Going up against the Warriors
Kevin Durant’s decision to join the Golden State Warriors after the 2015-26 season was widely seen as penciling in the 2016-17 champions on the spot. The competitive integrity of the league was in shambles. Clearly, the Warriors would win, they’d just won a record 73 games the year before and now had swapped Harrison Barnes for the 2014 MVP. It may have spawned beautiful basketball, but it made for a lousy sport. The Cleveland Cavaliers naturally had to soldier on. They were the defending champions after all, and the city’s economy was based around LeBron James. But most teams put plans on the back burner. No sense in going all in when the championship was already locked up for the next few years. One other team thought differently though – the Houston Rockets.
Houston went big in the 2017 offseason and snagged Chris Paul to pair with MVP runner-up James Harden. The duo fought Golden State to seven games in the conference finals. They might have even won but for yet another Chris Paul postseason injury and 27 straight missed threes.
How did they get so close? By making Kevin Durant beat them (which again, to be clear, in the end, he did). The Rockets played a switching style specifically designed to blow up Golden States’ vaunted movement offense. The goal was to force them to play isolation basketball. Isolation basketball – the thing that Kevin Durant is supposed to do better than anyone. The Houston Rockets’ strategy was simply to live with it.
Betting against Durant again
And now the Rockets are shorting Kevin Durant once again. Of course, there was chatter ahead of the draft that they had plans to trade for him. But the Rockets kept their powder dry and turned the number 3 pick into Reed Sheppard. Now their plan for the Suns’ picks seems clear. Wait for another Kevin Durant team to implode and sweep in with the obvious remedy. In this instance – the Suns’ own picks. It won’t be Kevin Durant they’d be trying to sweep back out with either. Rather his latest superstar teammate – Devin Booker.

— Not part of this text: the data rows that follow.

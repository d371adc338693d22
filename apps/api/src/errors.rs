use axum::{
    http::StatusCode,
    response::{IntoResponse, Response},
    Json,
};
use serde_json::{json, Value};
use thiserror::Error;

use crate::engine::validator::ValidationReport;
use crate::engine::EngineError;
use crate::offers::lifecycle::LifecycleError;

/// Application-level error type.
/// Implements `IntoResponse` so Axum handlers can return `Result<T, AppError>`.
#[derive(Debug, Error)]
pub enum AppError {
    #[error("Not found: {0}")]
    NotFound(String),

    #[error("Validation error: {0}")]
    Validation(String),

    #[error("Invalid salary data: {}", .0.join("; "))]
    InvalidSalaryData(Vec<String>),

    #[error("Invalid template: {}", .0.summary())]
    InvalidTemplate(ValidationReport),

    #[error("Conflict: {0}")]
    Conflict(String),

    #[error("Database error: {0}")]
    Database(#[from] sqlx::Error),

    #[error("Storage error: {0}")]
    Storage(String),

    #[error("Queue error: {0}")]
    Queue(#[from] redis::RedisError),

    #[error("Internal server error: {0}")]
    Internal(#[from] anyhow::Error),
}

impl From<EngineError> for AppError {
    fn from(err: EngineError) -> Self {
        match err {
            EngineError::InvalidTemplate(report) => AppError::InvalidTemplate(report),
            EngineError::InvalidSalaryData(errors) => AppError::InvalidSalaryData(errors),
            EngineError::VersionNotFound { .. } => AppError::NotFound(err.to_string()),
        }
    }
}

impl From<LifecycleError> for AppError {
    fn from(err: LifecycleError) -> Self {
        AppError::Conflict(err.to_string())
    }
}

impl From<serde_json::Error> for AppError {
    fn from(err: serde_json::Error) -> Self {
        AppError::Internal(anyhow::Error::new(err).context("JSON serialization failed"))
    }
}

impl IntoResponse for AppError {
    fn into_response(self) -> Response {
        let mut details: Option<Value> = None;
        let (status, code, message) = match &self {
            AppError::NotFound(msg) => (StatusCode::NOT_FOUND, "NOT_FOUND", msg.clone()),
            AppError::Validation(msg) => (StatusCode::BAD_REQUEST, "VALIDATION_ERROR", msg.clone()),
            AppError::InvalidSalaryData(errors) => {
                details = Some(json!(errors));
                (
                    StatusCode::BAD_REQUEST,
                    "INVALID_SALARY_DATA",
                    "Salary data failed validation".to_string(),
                )
            }
            AppError::InvalidTemplate(report) => {
                details = serde_json::to_value(report).ok();
                (
                    StatusCode::UNPROCESSABLE_ENTITY,
                    "INVALID_TEMPLATE",
                    report.summary(),
                )
            }
            AppError::Conflict(msg) => (StatusCode::CONFLICT, "CONFLICT", msg.clone()),
            AppError::Database(e) => {
                tracing::error!("Database error: {e}");
                (
                    StatusCode::INTERNAL_SERVER_ERROR,
                    "DATABASE_ERROR",
                    "A database error occurred".to_string(),
                )
            }
            AppError::Storage(msg) => {
                tracing::error!("Storage error: {msg}");
                (
                    StatusCode::INTERNAL_SERVER_ERROR,
                    "STORAGE_ERROR",
                    "A storage error occurred".to_string(),
                )
            }
            AppError::Queue(e) => {
                tracing::error!("Queue error: {e}");
                (
                    StatusCode::INTERNAL_SERVER_ERROR,
                    "QUEUE_ERROR",
                    "Failed to enqueue offer dispatch".to_string(),
                )
            }
            AppError::Internal(e) => {
                tracing::error!("Internal error: {e:?}");
                (
                    StatusCode::INTERNAL_SERVER_ERROR,
                    "INTERNAL_ERROR",
                    "An internal server error occurred".to_string(),
                )
            }
        };

        let mut error = json!({
            "code": code,
            "message": message
        });
        if let Some(details) = details {
            error["details"] = details;
        }

        (status, Json(json!({ "error": error }))).into_response()
    }
}

#[cfg(test)]
mod tests {
    use super::*;
    use crate::engine::validator::{ValidationIssue, ValidationRule};
    use crate::models::offer::OfferStatus;

    #[test]
    fn test_status_codes() {
        assert_eq!(
            AppError::NotFound("x".into()).into_response().status(),
            StatusCode::NOT_FOUND
        );
        assert_eq!(
            AppError::InvalidSalaryData(vec!["base_salary is required".into()])
                .into_response()
                .status(),
            StatusCode::BAD_REQUEST
        );
        assert_eq!(
            AppError::Conflict("stale".into()).into_response().status(),
            StatusCode::CONFLICT
        );
    }

    #[test]
    fn test_engine_errors_map_to_http_errors() {
        let report = ValidationReport {
            is_valid: false,
            errors: vec![ValidationIssue {
                rule: ValidationRule::RequiredSection,
                section_id: Some("greeting".into()),
                placeholder: None,
                message: "Required section 'greeting' has no content".into(),
            }],
            warnings: vec![],
        };
        let err: AppError = EngineError::InvalidTemplate(report).into();
        assert_eq!(err.into_response().status(), StatusCode::UNPROCESSABLE_ENTITY);

        let err: AppError = EngineError::VersionNotFound {
            template_id: uuid::Uuid::nil(),
            version: 4,
        }
        .into();
        assert!(matches!(err, AppError::NotFound(_)));
    }

    #[test]
    fn test_lifecycle_error_is_conflict() {
        let err: AppError = LifecycleError::InvalidTransition {
            from: OfferStatus::Accepted,
            to: OfferStatus::Sent,
        }
        .into();
        assert_eq!(err.into_response().status(), StatusCode::CONFLICT);
    }
}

Does Houston General Manager Rafael Stone seriously think that Kevin Durant is bad at basketball? The answer is clearly no. However, maybe there really is something he’s spied on somewhere in the data that gives him pause. Something that once upon a time he brought to his mentor Daryl Morey, and which he still holds onto today. Maybe it’s got nothing to do with how Durant plays. Maybe it’s all to do with his wandering eye or his past injury record. Whatever the case, we can roughly say the strategy is one for two at present. The Rockets lost in two straight post-seasons to KD’s (really Stephen Curry‘s) Warriors. Not ideal… but the Nets’ picks turned out great! With Durant’s latest team’s picks now in hand, we’ll see if this Houston Rockets strategy can get its success rate up to two for three.